Imóveis, viaturas, contas bancárias, produtos financeiros e participações em empresas estão entre o património que ficou sob controlo das autoridades. As diligências foram conduzidas pelo Gabinete de Recuperação de Ativos (GRA) da PJ, com o objetivo de impedir que os bens possam ser vendidos, transferidos ou ocultados enquanto decorrem os respetivos processos judiciais.
Só numa das investigações, que envolve cinco arguidos, a PJ identificou mais de 25,6 milhões de euros em património considerado incompatível com os rendimentos declarados.
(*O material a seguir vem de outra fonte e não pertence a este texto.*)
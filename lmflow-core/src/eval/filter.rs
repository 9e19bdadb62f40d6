//! Tag filters for selecting fixtures
//!
//! A filter is a boolean formula over tag names:
//!
//! ```text
//! smoke & !slow
//! (mux | sequence) & regression
//! ```
//!
//! `!` binds tightest, then `&`, then `|`. An empty expression selects every
//! fixture.

use std::sync::Arc;

use crate::error::{LmFlowError, Result};

/// Predicate over a fixture's tags
#[derive(Clone)]
pub enum TagFilter {
    /// Select everything
    Always,
    /// Fixture carries this tag
    Tag(String),
    /// All filters must match
    All(Vec<TagFilter>),
    /// Any filter must match
    Any(Vec<TagFilter>),
    /// Negate a filter
    Not(Box<TagFilter>),
    /// Custom predicate function
    Custom(Arc<dyn Fn(&[String]) -> bool + Send + Sync>),
}

impl std::fmt::Debug for TagFilter {
    fn fmt(&self, f: &mut std::fmt::Formatter<'_>) -> std::fmt::Result {
        match self {
            TagFilter::Always => write!(f, "Always"),
            TagFilter::Tag(tag) => write!(f, "Tag({})", tag),
            TagFilter::All(filters) => write!(f, "All({:?})", filters),
            TagFilter::Any(filters) => write!(f, "Any({:?})", filters),
            TagFilter::Not(filter) => write!(f, "Not({:?})", filter),
            TagFilter::Custom(_) => write!(f, "Custom(...)"),
        }
    }
}

impl Default for TagFilter {
    fn default() -> Self {
        TagFilter::Always
    }
}

impl TagFilter {
    pub fn from_fn(predicate: impl Fn(&[String]) -> bool + Send + Sync + 'static) -> Self {
        TagFilter::Custom(Arc::new(predicate))
    }

    pub fn matches(&self, tags: &[String]) -> bool {
        match self {
            TagFilter::Always => true,
            TagFilter::Tag(tag) => tags.iter().any(|t| t == tag),
            TagFilter::All(filters) => filters.iter().all(|f| f.matches(tags)),
            TagFilter::Any(filters) => filters.iter().any(|f| f.matches(tags)),
            TagFilter::Not(filter) => !filter.matches(tags),
            TagFilter::Custom(predicate) => predicate(tags),
        }
    }

    /// Parse a tag expression
    ///
    /// # Errors
    ///
    /// Returns a configuration error naming the offending position.
    pub fn parse(expression: &str) -> Result<Self> {
        let tokens = tokenize(expression)?;
        if tokens.is_empty() {
            return Ok(TagFilter::Always);
        }

        let mut parser = Parser {
            tokens,
            position: 0,
            expression,
        };
        let filter = parser.or()?;
        match parser.peek() {
            None => Ok(filter),
            Some(token) => Err(parser.error(format!("unexpected {}", token))),
        }
    }
}

impl std::str::FromStr for TagFilter {
    type Err = LmFlowError;

    fn from_str(s: &str) -> Result<Self> {
        Self::parse(s)
    }
}

#[derive(Debug, Clone, PartialEq, Eq)]
enum Token {
    Tag(String),
    And,
    Or,
    Not,
    Open,
    Close,
}

impl std::fmt::Display for Token {
    fn fmt(&self, f: &mut std::fmt::Formatter<'_>) -> std::fmt::Result {
        match self {
            Token::Tag(tag) => write!(f, "tag '{}'", tag),
            Token::And => write!(f, "'&'"),
            Token::Or => write!(f, "'|'"),
            Token::Not => write!(f, "'!'"),
            Token::Open => write!(f, "'('"),
            Token::Close => write!(f, "')'"),
        }
    }
}

fn is_tag_char(c: char) -> bool {
    c.is_alphanumeric() || matches!(c, '_' | '-' | '.' | ':' | '/')
}

fn tokenize(expression: &str) -> Result<Vec<Token>> {
    let mut tokens = Vec::new();
    let mut chars = expression.char_indices().peekable();

    while let Some((offset, c)) = chars.next() {
        let token = match c {
            c if c.is_whitespace() => continue,
            '&' => Token::And,
            '|' => Token::Or,
            '!' => Token::Not,
            '(' => Token::Open,
            ')' => Token::Close,
            c if is_tag_char(c) => {
                let mut tag = c.to_string();
                while let Some(&(_, next)) = chars.peek() {
                    if !is_tag_char(next) {
                        break;
                    }
                    tag.push(next);
                    chars.next();
                }
                Token::Tag(tag)
            }
            other => {
                return Err(LmFlowError::Configuration(format!(
                    "Invalid tag filter '{}': unexpected character '{}' at {}",
                    expression, other, offset
                )));
            }
        };
        tokens.push(token);
    }

    Ok(tokens)
}

struct Parser<'a> {
    tokens: Vec<Token>,
    position: usize,
    expression: &'a str,
}

impl Parser<'_> {
    fn peek(&self) -> Option<&Token> {
        self.tokens.get(self.position)
    }

    fn next(&mut self) -> Option<Token> {
        let token = self.tokens.get(self.position).cloned();
        self.position += 1;
        token
    }

    fn error(&self, message: String) -> LmFlowError {
        LmFlowError::Configuration(format!("Invalid tag filter '{}': {}", self.expression, message))
    }

    fn or(&mut self) -> Result<TagFilter> {
        let mut terms = vec![self.and()?];
        while self.peek() == Some(&Token::Or) {
            self.next();
            terms.push(self.and()?);
        }
        Ok(if terms.len() == 1 {
            terms.remove(0)
        } else {
            TagFilter::Any(terms)
        })
    }

    fn and(&mut self) -> Result<TagFilter> {
        let mut terms = vec![self.unary()?];
        while self.peek() == Some(&Token::And) {
            self.next();
            terms.push(self.unary()?);
        }
        Ok(if terms.len() == 1 {
            terms.remove(0)
        } else {
            TagFilter::All(terms)
        })
    }

    fn unary(&mut self) -> Result<TagFilter> {
        match self.next() {
            Some(Token::Not) => Ok(TagFilter::Not(Box::new(self.unary()?))),
            Some(Token::Tag(tag)) => Ok(TagFilter::Tag(tag)),
            Some(Token::Open) => {
                let inner = self.or()?;
                match self.next() {
                    Some(Token::Close) => Ok(inner),
                    Some(token) => Err(self.error(format!("expected ')', found {}", token))),
                    None => Err(self.error("unclosed '('".to_string())),
                }
            }
            Some(token) => Err(self.error(format!("unexpected {}", token))),
            None => Err(self.error("unexpected end of expression".to_string())),
        }
    }
}

#[cfg(test)]
mod tests {
    use super::*;

    fn tags(list: &[&str]) -> Vec<String> {
        list.iter().map(|t| t.to_string()).collect()
    }

    #[test]
    fn test_empty_expression_selects_everything() {
        let filter = TagFilter::parse("   ").unwrap();
        assert!(filter.matches(&[]));
        assert!(filter.matches(&tags(&["anything"])));
    }

    #[test]
    fn test_and_not() {
        let filter = TagFilter::parse("a & !b").unwrap();
        assert!(filter.matches(&tags(&["a"])));
        assert!(filter.matches(&tags(&["a", "c"])));
        assert!(!filter.matches(&tags(&["a", "b"])));
        assert!(!filter.matches(&tags(&["b"])));
    }

    #[test]
    fn test_precedence_and_parentheses() {
        // & binds tighter than |
        let loose = TagFilter::parse("a | b & c").unwrap();
        assert!(loose.matches(&tags(&["a"])));
        assert!(!loose.matches(&tags(&["b"])));

        let grouped = TagFilter::parse("(a | b) & c").unwrap();
        assert!(!grouped.matches(&tags(&["a"])));
        assert!(grouped.matches(&tags(&["b", "c"])));
    }

    #[test]
    fn test_tag_characters() {
        let filter: TagFilter = "suite/mux-v2 | team:eval".parse().unwrap();
        assert!(filter.matches(&tags(&["suite/mux-v2"])));
        assert!(filter.matches(&tags(&["team:eval"])));
    }

    #[test]
    fn test_malformed_expressions_rejected() {
        for expression in ["a &", "(a | b", "a b", "& a", "a $ b", ")"] {
            let err = TagFilter::parse(expression).unwrap_err();
            assert!(
                matches!(err, LmFlowError::Configuration(_)),
                "{} should be rejected",
                expression
            );
        }
    }

    #[test]
    fn test_custom_predicate() {
        let filter = TagFilter::from_fn(|tags| tags.len() > 1);
        assert!(filter.matches(&tags(&["a", "b"])));
        assert!(!filter.matches(&tags(&["a"])));
    }
}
As autoridades avançaram com o arresto de cerca de 12,8 milhões de euros em bens e valores, entre os quais 93 imóveis, quatro veículos, produtos financeiros e participações em sociedades comerciais.
Alguns dos arguidos encontram-se em prisão preventiva e já foram acusados pelo Ministério Público. O processo está atualmente em fase de instrução no Tribunal Central de Instrução Criminal, em Lisboa.
A segunda investigação tem como arguidos 15 pessoas acusadas de tráfico de droga agravado, associação criminosa e branqueamento de capitais. Neste processo, foram apreendidos seis imóveis e dois veículos pesados, além de terem sido arrestados outros imóveis, viaturas, contas bancárias e participações em empresas.
Só neste segundo processo, os bens e valores apreendidos ou arrestados ascendem a cerca de dois milhões de euros, elevando para aproximadamente 15 milhões de euros o património atingido pelas medidas judiciais nas duas investigações.
As operações estiveram a cargo do GRA e mobilizaram 52 elementos da Polícia Judiciária, numa atuação articulada com o Departamento Central de Investigação e Ação Penal (DCIAP) e o Tribunal Central de Instrução Criminal.